What you are asked to do:
Read the data and repeat all of it exactly.

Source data
-*-

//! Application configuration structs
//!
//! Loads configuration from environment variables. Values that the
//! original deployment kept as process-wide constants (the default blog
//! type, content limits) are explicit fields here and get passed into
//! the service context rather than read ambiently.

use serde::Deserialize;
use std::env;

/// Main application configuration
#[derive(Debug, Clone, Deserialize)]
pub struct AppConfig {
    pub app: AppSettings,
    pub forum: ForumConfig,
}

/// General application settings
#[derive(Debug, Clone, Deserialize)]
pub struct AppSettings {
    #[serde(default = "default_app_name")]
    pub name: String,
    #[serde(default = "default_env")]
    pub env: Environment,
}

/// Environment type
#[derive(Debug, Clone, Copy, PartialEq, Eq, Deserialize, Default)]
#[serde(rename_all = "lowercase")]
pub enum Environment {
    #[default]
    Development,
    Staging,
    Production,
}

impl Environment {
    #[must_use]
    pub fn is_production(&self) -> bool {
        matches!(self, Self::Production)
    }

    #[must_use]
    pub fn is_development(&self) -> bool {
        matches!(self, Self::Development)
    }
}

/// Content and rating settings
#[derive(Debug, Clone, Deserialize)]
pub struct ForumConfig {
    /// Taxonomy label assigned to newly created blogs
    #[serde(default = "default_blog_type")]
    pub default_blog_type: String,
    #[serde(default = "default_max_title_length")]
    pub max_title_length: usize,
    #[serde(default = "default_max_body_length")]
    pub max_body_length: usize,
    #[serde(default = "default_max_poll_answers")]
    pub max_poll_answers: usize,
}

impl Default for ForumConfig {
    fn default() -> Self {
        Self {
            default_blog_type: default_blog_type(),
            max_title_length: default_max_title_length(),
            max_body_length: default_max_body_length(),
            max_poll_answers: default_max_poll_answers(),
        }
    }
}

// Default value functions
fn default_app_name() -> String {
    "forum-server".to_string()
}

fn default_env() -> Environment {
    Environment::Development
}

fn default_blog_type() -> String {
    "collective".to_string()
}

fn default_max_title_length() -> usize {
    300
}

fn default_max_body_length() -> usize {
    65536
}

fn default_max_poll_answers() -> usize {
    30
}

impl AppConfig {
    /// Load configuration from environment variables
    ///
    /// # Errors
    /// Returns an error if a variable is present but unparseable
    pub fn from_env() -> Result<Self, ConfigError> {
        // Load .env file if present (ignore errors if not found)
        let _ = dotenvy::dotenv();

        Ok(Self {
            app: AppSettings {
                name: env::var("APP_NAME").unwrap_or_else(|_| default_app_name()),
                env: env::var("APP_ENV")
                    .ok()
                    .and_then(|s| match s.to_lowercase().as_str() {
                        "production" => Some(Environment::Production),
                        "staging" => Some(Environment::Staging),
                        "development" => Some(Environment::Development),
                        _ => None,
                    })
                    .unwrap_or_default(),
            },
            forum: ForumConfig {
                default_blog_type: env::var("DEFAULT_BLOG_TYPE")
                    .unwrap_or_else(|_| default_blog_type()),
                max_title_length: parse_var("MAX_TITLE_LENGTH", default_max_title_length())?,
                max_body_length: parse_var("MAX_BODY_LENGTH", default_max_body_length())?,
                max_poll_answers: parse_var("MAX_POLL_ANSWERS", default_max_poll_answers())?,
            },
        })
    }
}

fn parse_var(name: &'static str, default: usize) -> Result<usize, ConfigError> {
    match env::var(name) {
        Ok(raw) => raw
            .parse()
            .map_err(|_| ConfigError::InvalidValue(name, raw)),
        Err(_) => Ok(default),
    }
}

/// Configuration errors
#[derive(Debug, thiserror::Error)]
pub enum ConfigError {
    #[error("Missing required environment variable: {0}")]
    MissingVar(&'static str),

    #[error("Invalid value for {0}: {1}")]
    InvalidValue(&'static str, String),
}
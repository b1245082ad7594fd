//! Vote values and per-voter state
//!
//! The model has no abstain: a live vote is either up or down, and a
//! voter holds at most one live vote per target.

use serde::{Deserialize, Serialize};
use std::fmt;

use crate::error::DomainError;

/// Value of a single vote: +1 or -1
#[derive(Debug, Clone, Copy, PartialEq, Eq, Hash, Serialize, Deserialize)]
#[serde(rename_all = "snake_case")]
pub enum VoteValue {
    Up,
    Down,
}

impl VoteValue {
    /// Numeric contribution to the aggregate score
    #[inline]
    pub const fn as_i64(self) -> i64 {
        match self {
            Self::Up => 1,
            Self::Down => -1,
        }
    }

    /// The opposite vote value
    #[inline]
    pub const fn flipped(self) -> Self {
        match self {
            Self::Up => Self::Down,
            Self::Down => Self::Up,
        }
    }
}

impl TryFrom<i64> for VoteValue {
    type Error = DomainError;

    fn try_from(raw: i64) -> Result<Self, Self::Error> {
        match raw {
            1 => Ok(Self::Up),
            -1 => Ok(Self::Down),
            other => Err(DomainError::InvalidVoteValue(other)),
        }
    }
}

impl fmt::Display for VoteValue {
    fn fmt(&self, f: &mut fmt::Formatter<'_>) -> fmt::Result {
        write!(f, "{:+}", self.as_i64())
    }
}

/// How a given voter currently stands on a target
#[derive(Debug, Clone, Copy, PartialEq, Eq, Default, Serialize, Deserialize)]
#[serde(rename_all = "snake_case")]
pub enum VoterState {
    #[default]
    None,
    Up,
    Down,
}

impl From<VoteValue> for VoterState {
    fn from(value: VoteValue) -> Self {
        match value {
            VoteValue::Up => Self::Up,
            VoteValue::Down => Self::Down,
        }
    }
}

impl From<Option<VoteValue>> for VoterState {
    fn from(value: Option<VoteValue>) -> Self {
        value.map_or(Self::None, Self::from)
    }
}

-*-

Expected answer:
//! Application configuration structs
//!
//! Loads configuration from environment variables. Values that the
//! original deployment kept as process-wide constants (the default blog
//! type, content limits) are explicit fields here and get passed into
//! the service context rather than read ambiently.

use serde::Deserialize;
use std::env;

/// Main application configuration
#[derive(Debug, Clone, Deserialize)]
pub struct AppConfig {
    pub app: AppSettings,
    pub forum: ForumConfig,
}

/// General application settings
#[derive(Debug, Clone, Deserialize)]
pub struct AppSettings {
    #[serde(default = "default_app_name")]
    pub name: String,
    #[serde(default = "default_env")]
    pub env: Environment,
}

/// Environment type
#[derive(Debug, Clone, Copy, PartialEq, Eq, Deserialize, Default)]
#[serde(rename_all = "lowercase")]
pub enum Environment {
    #[default]
    Development,
    Staging,
    Production,
}

impl Environment {
    #[must_use]
    pub fn is_production(&self) -> bool {
        matches!(self, Self::Production)
    }

    #[must_use]
    pub fn is_development(&self) -> bool {
        matches!(self, Self::Development)
    }
}

/// Content and rating settings
#[derive(Debug, Clone, Deserialize)]
pub struct ForumConfig {
    /// Taxonomy label assigned to newly created blogs
    #[serde(default = "default_blog_type")]
    pub default_blog_type: String,
    #[serde(default = "default_max_title_length")]
    pub max_title_length: usize,
    #[serde(default = "default_max_body_length")]
    pub max_body_length: usize,
    #[serde(default = "default_max_poll_answers")]
    pub max_poll_answers: usize,
}

impl Default for ForumConfig {
    fn default() -> Self {
        Self {
            default_blog_type: default_blog_type(),
            max_title_length: default_max_title_length(),
            max_body_length: default_max_body_length(),
            max_poll_answers: default_max_poll_answers(),
        }
    }
}

// Default value functions
fn default_app_name() -> String {
    "forum-server".to_string()
}

fn default_env() -> Environment {
    Environment::Development
}

fn default_blog_type() -> String {
    "collective".to_string()
}

fn default_max_title_length() -> usize {
    300
}

fn default_max_body_length() -> usize {
    65536
}

fn default_max_poll_answers() -> usize {
    30
}

impl AppConfig {
    /// Load configuration from environment variables
    ///
    /// # Errors
    /// Returns an error if a variable is present but unparseable
    pub fn from_env() -> Result<Self, ConfigError> {
        // Load .env file if present (ignore errors if not found)
        let _ = dotenvy::dotenv();

        Ok(Self {
            app: AppSettings {
                name: env::var("APP_NAME").unwrap_or_else(|_| default_app_name()),
                env: env::var("APP_ENV")
                    .ok()
                    .and_then(|s| match s.to_lowercase().as_str() {
                        "production" => Some(Environment::Production),
                        "staging" => Some(Environment::Staging),
                        "development" => Some(Environment::Development),
                        _ => None,
                    })
                    .unwrap_or_default(),
            },
            forum: ForumConfig {
                default_blog_type: env::var("DEFAULT_BLOG_TYPE")
                    .unwrap_or_else(|_| default_blog_type()),
                max_title_length: parse_var("MAX_TITLE_LENGTH", default_max_title_length())?,
                max_body_length: parse_var("MAX_BODY_LENGTH", default_max_body_length())?,
                max_poll_answers: parse_var("MAX_POLL_ANSWERS", default_max_poll_answers())?,
            },
        })
    }
}

fn parse_var(name: &'static str, default: usize) -> Result<usize, ConfigError> {
    match env::var(name) {
        Ok(raw) => raw
            .parse()
            .map_err(|_| ConfigError::InvalidValue(name, raw)),
        Err(_) => Ok(default),
    }
}

/// Configuration errors
#[derive(Debug, thiserror::Error)]
pub enum ConfigError {
    #[error("Missing required environment variable: {0}")]
    MissingVar(&'static str),

    #[error("Invalid value for {0}: {1}")]
    InvalidValue(&'static str, String),
}
repository b1245082ad7594fd
//! Vote values and per-voter state
//!
//! The model has no abstain: a live vote is either up or down, and a
//! voter holds at most one live vote per target.

use serde::{Deserialize, Serialize};
use std::fmt;

use crate::error::DomainError;

/// Value of a single vote: +1 or -1
#[derive(Debug, Clone, Copy, PartialEq, Eq, Hash, Serialize, Deserialize)]
#[serde(rename_all = "snake_case")]
pub enum VoteValue {
    Up,
    Down,
}

impl VoteValue {
    /// Numeric contribution to the aggregate score
    #[inline]
    pub const fn as_i64(self) -> i64 {
        match self {
            Self::Up => 1,
            Self::Down => -1,
        }
    }

    /// The opposite vote value
    #[inline]
    pub const fn flipped(self) -> Self {
        match self {
            Self::Up => Self::Down,
            Self::Down => Self::Up,
        }
    }
}

impl TryFrom<i64> for VoteValue {
    type Error = DomainError;

    fn try_from(raw: i64) -> Result<Self, Self::Error> {
        match raw {
            1 => Ok(Self::Up),
            -1 => Ok(Self::Down),
            other => Err(DomainError::InvalidVoteValue(other)),
        }
    }
}

impl fmt::Display for VoteValue {
    fn fmt(&self, f: &mut fmt::Formatter<'_>) -> fmt::Result {
        write!(f, "{:+}", self.as_i64())
    }
}

/// How a given voter currently stands on a target
#[derive(Debug, Clone, Copy, PartialEq, Eq, Default, Serialize, Deserialize)]
#[serde(rename_all = "snake_case")]
pub enum VoterState {
    #[default]
    None,
    Up,
    Down,
}

impl From<VoteValue> for VoterState {
    fn from(value: VoteValue) -> Self {
        match value {
            VoteValue::Up => Self::Up,
            VoteValue::Down => Self::Down,
        }
    }
}

impl From<Option<VoteValue>> for VoterState {
    fn from(value: Option<VoteValue>) -> Self {
        value.map_or(Self::None, Self::from)
    }
}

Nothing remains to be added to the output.